Cisco SD-WAN Zero-Day Grants Full Admin Access (CVE-2026-20182)
Cisco confirmed that a maximum-severity authentication bypass in the Catalyst SD-WAN Controller is being exploited in the wild, handing attackers administrative control over affected devices. This is the second CVSS 10.0 flaw in Cisco’s SD-WAN stack exploited this year - which is a pattern, not a coincidence.
What to do: Patch your SD-WAN controllers immediately. If you can’t patch today, restrict management interface access to trusted networks only.
Microsoft Exchange XSS Zero-Day Targets Outlook Web Users
Microsoft published mitigations for a high-severity cross-site scripting flaw in Exchange Server that’s already being weaponized against Outlook on the web users.

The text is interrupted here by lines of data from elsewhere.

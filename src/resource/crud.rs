//! The four resource handlers and their permission-checked entry points.

use super::meta_values::MetaValues;
use super::query::{primary_query, primary_query_from_metas};
use super::Resource;
use crate::context::Context;
use crate::error::AppError;
use crate::model::Record;
use crate::roles::PermissionMode;
use crate::sql::{Direction, Filter};
use async_trait::async_trait;

#[derive(Clone, Copy, Debug, PartialEq, Eq)]
pub enum FindOne {
    /// The stored record was merged into the caller's record.
    Found,
    /// The submission asked for deletion and the record was deleted; skip remaining processing.
    Destroyed,
}

#[derive(Clone, Debug, PartialEq)]
pub enum FindMany {
    Records(Vec<Record>),
    Count(i64),
}

#[async_trait]
pub trait FindOneHandler: Send + Sync {
    async fn find_one(
        &self,
        res: &Resource,
        record: &mut Record,
        meta_values: Option<&MetaValues>,
        ctx: &mut Context,
    ) -> Result<FindOne, AppError>;
}

#[async_trait]
pub trait FindManyHandler: Send + Sync {
    async fn find_many(&self, res: &Resource, ctx: &mut Context) -> Result<FindMany, AppError>;
}

#[async_trait]
pub trait SaveHandler: Send + Sync {
    async fn save(&self, res: &Resource, record: &mut Record, ctx: &mut Context) -> Result<(), AppError>;
}

#[async_trait]
pub trait DeleteHandler: Send + Sync {
    async fn delete(&self, res: &Resource, record: &mut Record, ctx: &mut Context) -> Result<(), AppError>;
}

/// Database-backed handlers every resource starts with.
pub struct DefaultHandlers;

fn merge_columns(res: &Resource, record: &mut Record, found: Record) {
    let schema = res.schema();
    let mut found = found;
    for field in schema.columns() {
        if let Some(v) = found.remove(&field.name) {
            record.insert(field.name.clone(), v);
        }
    }
}

#[async_trait]
impl FindOneHandler for DefaultHandlers {
    async fn find_one(
        &self,
        res: &Resource,
        record: &mut Record,
        meta_values: Option<&MetaValues>,
        ctx: &mut Context,
    ) -> Result<FindOne, AppError> {
        let filter = match meta_values {
            Some(values) => primary_query_from_metas(res, values),
            None => primary_query(res, &ctx.resource_id),
        }
        .ok_or(AppError::RecordNotFound)?;
        let db = ctx.get_db();
        if meta_values.is_some_and(MetaValues::is_destroy) && res.has_permission(PermissionMode::Delete, ctx) {
            db.delete_where(res.model(), &filter).await?;
            return Ok(FindOne::Destroyed);
        }
        let found = db.first(res.model(), &filter).await?;
        merge_columns(res, record, found);
        Ok(FindOne::Found)
    }
}

#[async_trait]
impl FindManyHandler for DefaultHandlers {
    async fn find_many(&self, res: &Resource, ctx: &mut Context) -> Result<FindMany, AppError> {
        let db = ctx.get_db();
        if ctx.count_only {
            return Ok(FindMany::Count(db.count(res.model(), &Filter::new()).await?));
        }
        let order = res.primary_field().db_name.clone();
        let records = db
            .find(res.model(), &Filter::new(), Some((order.as_str(), Direction::Desc)))
            .await?;
        Ok(FindMany::Records(records))
    }
}

#[async_trait]
impl SaveHandler for DefaultHandlers {
    async fn save(&self, res: &Resource, record: &mut Record, ctx: &mut Context) -> Result<(), AppError> {
        ctx.get_db().save(res.model(), record).await
    }
}

#[async_trait]
impl DeleteHandler for DefaultHandlers {
    async fn delete(&self, res: &Resource, record: &mut Record, ctx: &mut Context) -> Result<(), AppError> {
        let filter = primary_query(res, &ctx.resource_id).ok_or(AppError::RecordNotFound)?;
        let db = ctx.get_db();
        let found = db.first(res.model(), &filter).await?;
        db.delete(res.model(), &found).await?;
        merge_columns(res, record, found);
        Ok(())
    }
}

impl Resource {
    pub async fn call_find_one(
        &self,
        record: &mut Record,
        meta_values: Option<&MetaValues>,
        ctx: &mut Context,
    ) -> Result<FindOne, AppError> {
        if !self.has_permission(PermissionMode::Read, ctx) {
            return Err(AppError::PermissionDenied);
        }
        let handler = self.handlers.find_one.clone();
        handler.find_one(self, record, meta_values, ctx).await
    }

    pub async fn call_find_many(&self, ctx: &mut Context) -> Result<FindMany, AppError> {
        if !self.has_permission(PermissionMode::Read, ctx) {
            return Err(AppError::PermissionDenied);
        }
        let handler = self.handlers.find_many.clone();
        handler.find_many(self, ctx).await
    }

    /// Allowed with Create permission for a record without primary key, or with Update.
    pub async fn call_save(&self, record: &mut Record, ctx: &mut Context) -> Result<(), AppError> {
        let creating = self.schema().primary_key_is_zero(record);
        let allowed = (creating && self.has_permission(PermissionMode::Create, ctx))
            || self.has_permission(PermissionMode::Update, ctx);
        if !allowed {
            return Err(AppError::PermissionDenied);
        }
        let handler = self.handlers.save.clone();
        handler.save(self, record, ctx).await
    }

    pub async fn call_delete(&self, record: &mut Record, ctx: &mut Context) -> Result<(), AppError> {
        if !self.has_permission(PermissionMode::Delete, ctx) {
            return Err(AppError::PermissionDenied);
        }
        let handler = self.handlers.delete.clone();
        handler.delete(self, record, ctx).await
    }
}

Attackers can execute arbitrary code in the victim’s browser context - classic stored XSS, but in your mail server.
What to do: Apply Microsoft’s recommended mitigations and monitor Exchange logs for unusual OWAscript.aspx requests.
Pwn2Own Berlin Day One: 24 Zero-Days, Half a Million in Payouts
Security researchers walked away with $523,000 on day one of Pwn2Own Berlin after demonstrating 24 unique zero-days against Windows 11, Microsoft Edge, and other targets. The highlights included full system compromises that would make any red team proud.
What to do: Nothing actionable yet, but expect a flood of patches from Microsoft and friends in the coming weeks. Stay tuned.
Student With Software-Defined Radio Shuts Down Taiwan Bullet Trains
A Taiwanese student experimenting with software-defined radio technology managed to halt three high-speed trains for nearly an hour, triggering an anti-terrorism response. The incident exposed glaring gaps in rail system cybersecurity - specifically, the lack of signal authentication in critical transit infrastructure.
What to do: If you operate ICS or OT environments, assume radio-frequency attacks are within reach of motivated amateurs. Review your physical-layer security.
WordPress Burst Statistics Plugin Has Actively Exploited Auth Bypass
A critical authentication bypass vulnerability in the Burst Statistics WordPress plugin is being exploited to gain admin-level access to websites. If you run WordPress and this plugin sounds familiar, this is your wake-up call.
What to do: Update Burst Statistics immediately. If you’re not using it, audit your WordPress plugins for anything you don’t recognize.
That’s all for now. Patch your stuff and don’t click suspicious links.